[SUPPLIED ENTRIES — start]

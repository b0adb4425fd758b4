//! Provider abstraction for historical OHLCV data.
//!
//! [`MarketDataProvider`] is the single capability the rest of the bot needs
//! from a market-data vendor.  It is async and object safe so a provider can
//! be chosen at runtime as `Box<dyn MarketDataProvider>`.

use async_trait::async_trait;
use chrono::NaiveDate;
use thiserror::Error;

use super::Bar;

/// Errors that can occur within a [`MarketDataProvider`] implementation.
#[derive(Debug, Error)]
pub enum ProviderError {
    /// The request succeeded but returned no bars.
    #[error("no data returned for {symbol}")]
    NoData { symbol: String },

    /// Network failure, timeout or undecodable body.
    #[error("API request failed: {0}")]
    Request(#[from] reqwest::Error),

    /// The vendor answered with an error status.
    #[error("API error ({status}): {body}")]
    Api { status: u16, body: String },

    /// The response parsed as JSON but not in the expected shape.
    #[error("malformed response: {0}")]
    Malformed(String),
}

#[async_trait]
pub trait MarketDataProvider: Send + Sync {
    /// Fetch bars for `symbol` at `interval` (e.g. `"1d"`, `"1m"`), oldest
    /// first.  `start` / `end` are inclusive calendar dates; the provider
    /// chooses a default window when they are absent.
    ///
    /// Fails with [`ProviderError::NoData`] when the result set is empty.
    async fn fetch_ohlcv(
        &self,
        symbol: &str,
        interval: &str,
        start: Option<NaiveDate>,
        end: Option<NaiveDate>,
    ) -> Result<Vec<Bar>, ProviderError>;
}

#[cfg(test)]
mod tests {
    use chrono::{TimeZone, Utc};

    use super::*;

    struct FixedProvider(Vec<Bar>);

    #[async_trait]
    impl MarketDataProvider for FixedProvider {
        async fn fetch_ohlcv(
            &self,
            symbol: &str,
            _interval: &str,
            _start: Option<NaiveDate>,
            _end: Option<NaiveDate>,
        ) -> Result<Vec<Bar>, ProviderError> {
            if self.0.is_empty() {
                return Err(ProviderError::NoData {
                    symbol: symbol.to_string(),
                });
            }
            Ok(self.0.clone())
        }
    }

    fn provider(empty: bool) -> Box<dyn MarketDataProvider> {
        if empty {
            Box::new(FixedProvider(Vec::new()))
        } else {
            let ts = Utc.with_ymd_and_hms(2024, 1, 2, 0, 0, 0).unwrap();
            Box::new(FixedProvider(vec![Bar::new(ts, 1.0, 2.0, 0.5, 1.5, 10.0)]))
        }
    }

    #[tokio::test]
    async fn dynamic_provider_returns_bars() {
        let bars = provider(false)
            .fetch_ohlcv("AAPL", "1d", None, None)
            .await
            .unwrap();
        assert_eq!(bars.len(), 1);
    }

    #[tokio::test]
    async fn empty_result_is_no_data() {
        let err = provider(true)
            .fetch_ohlcv("AAPL", "1d", None, None)
            .await
            .unwrap_err();
        assert!(matches!(err, ProviderError::NoData { ref symbol } if symbol == "AAPL"));
        assert_eq!(err.to_string(), "no data returned for AAPL");
    }
}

[SUPPLIED ENTRIES — finish]

* _TASK PROMPT_
List every line above that contains the word "self".

* _THE COMPLETED TASK_
        &self,
            &self,
            if self.0.is_empty() {
            Ok(self.0.clone())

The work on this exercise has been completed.